European Respiratory Society, European Respiratory Journal, 4(44), p. 973-984, 2014
DOI: 10.1183/09031936.00079614
Full text: Unavailable
The objective of the present study was to assess the diagnostic accuracy of the microscopic observation drug susceptibility (MODS) assay for tuberculosis (TB) diagnosis in HIV-infected patients.MEDLINE, EMBASE, LILACS, the Cochrane Central Register of Controlled Trials, African Index Medicus, ResearchGate, SciELO, and the abstracts of the main conferences on infectious diseases and tropical medicine were searched, and other sources investigated. Only studies including HIV-infected patients evaluating MODS for the diagnosis of TB and using culture-based diagnostic tests as a gold standard were analysed.
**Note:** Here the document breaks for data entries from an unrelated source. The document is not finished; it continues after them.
//! Capture device access.
//!
//! Platform camera APIs sit behind [`CaptureBackend`] / [`CaptureStream`].
//! [`acquire_stream`] asks for the front-facing camera first and retries once
//! with relaxed constraints; the returned [`ActiveCapture`] stops the stream
//! when dropped so every exit path releases the device.

use crate::motion::frame::VideoFrame;

/// Error type for camera acquisition and streaming.
#[derive(Debug, Clone, PartialEq, Eq, thiserror::Error)]
pub enum CaptureError {
    #[error("camera permission denied")]
    PermissionDenied,
    #[error("no camera device available")]
    NoDevice,
    #[error("camera access requires a secure context")]
    InsecureContext,
    #[error("no camera satisfies the requested constraints: {0}")]
    ConstraintsUnsatisfied(String),
    #[error("capture stream ended")]
    StreamEnded,
    #[error("capture device error: {0}")]
    Device(String),
}

impl CaptureError {
    /// Whether a retry with less strict constraints can succeed.
    ///
    /// Denied permission and insecure contexts fail the same way for any
    /// camera.
    pub fn is_transient(&self) -> bool {
        !matches!(self, CaptureError::PermissionDenied | CaptureError::InsecureContext)
    }
}

/// Which way the requested camera should face
#[derive(Debug, Clone, Copy, PartialEq, Eq)]
pub enum FacingMode {
    User,
    Environment,
}

/// What to ask the capture backend for
#[derive(Debug, Clone, Copy, PartialEq, Eq)]
pub struct CaptureConstraints {
    /// `None` accepts any camera
    pub facing: Option<FacingMode>,
    /// Preferred frame size; backends may deliver something else
    pub ideal_size: Option<(u32, u32)>,
}

impl CaptureConstraints {
    /// First attempt: the front-facing camera
    pub fn preferred() -> Self {
        Self {
            facing: Some(FacingMode::User),
            ideal_size: Some((640, 480)),
        }
    }

    /// Fallback: any camera at any size
    pub fn relaxed() -> Self {
        Self {
            facing: None,
            ideal_size: None,
        }
    }
}

/// Opens capture streams
pub trait CaptureBackend {
    fn open(
        &mut self,
        constraints: &CaptureConstraints,
    ) -> Result<Box<dyn CaptureStream + Send>, CaptureError>;
}

/// An open camera
pub trait CaptureStream {
    /// Next frame. `Ok(None)` when no new frame is ready yet; `Err` when the
    /// stream has failed and will produce no more frames.
    fn read_frame(&mut self) -> Result<Option<VideoFrame>, CaptureError>;

    /// Stop every track and release the device. Must be idempotent.
    fn stop(&mut self);
}

/// Owned open stream; stops it on drop
pub struct ActiveCapture {
    stream: Box<dyn CaptureStream + Send>,
}

impl ActiveCapture {
    pub fn new(stream: Box<dyn CaptureStream + Send>) -> Self {
        Self { stream }
    }

    pub fn read_frame(&mut self) -> Result<Option<VideoFrame>, CaptureError> {
        self.stream.read_frame()
    }
}

impl Drop for ActiveCapture {
    fn drop(&mut self) {
        self.stream.stop();
    }
}

impl std::fmt::Debug for ActiveCapture {
    fn fmt(&self, f: &mut std::fmt::Formatter<'_>) -> std::fmt::Result {
        f.debug_struct("ActiveCapture").finish_non_exhaustive()
    }
}

/// Open a stream, preferring the front camera, with one relaxed retry
pub fn acquire_stream(backend: &mut dyn CaptureBackend) -> Result<ActiveCapture, CaptureError> {
    match backend.open(&CaptureConstraints::preferred()) {
        Ok(stream) => Ok(ActiveCapture::new(stream)),
        Err(e) if e.is_transient() => {
            log::warn!("Preferred camera unavailable ({}), retrying with any camera", e);
            backend
                .open(&CaptureConstraints::relaxed())
                .map(ActiveCapture::new)
        }
        Err(e) => Err(e),
    }
}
Summary sensitivity and specificity were calculated with a bivariate model.3259 citations were found, 29 were selected for full-text review and 10 studies including 3075 samples were finally analysed. Overall diagnostic accuracy of MODS for the diagnosis of TB was a sensitivity of 88.3% (95% CI 86.18–90.2%) and specificity 98.2% (95% CI 97.75–98.55%). For multidrug-resistant (MDR)-TB, sensitivity was 89% (95% CI 66.07–97%) and specificity was 100% (95 CI 94.81–100%). For smear-negative pulmonary TB, a sensitivity of 88.2% (95% CI 86.1–89.9%) and specificity of 98.2% (95% CI 96.8–98.9%) were found. Costs varied between USD 0.72 and 7.31 per sample. Mean time to positivity was 8.24 days.MODS was found to have a good accuracy for the diagnosis of TB and MDR-TB in HIV-infected patients with low cost and fast results.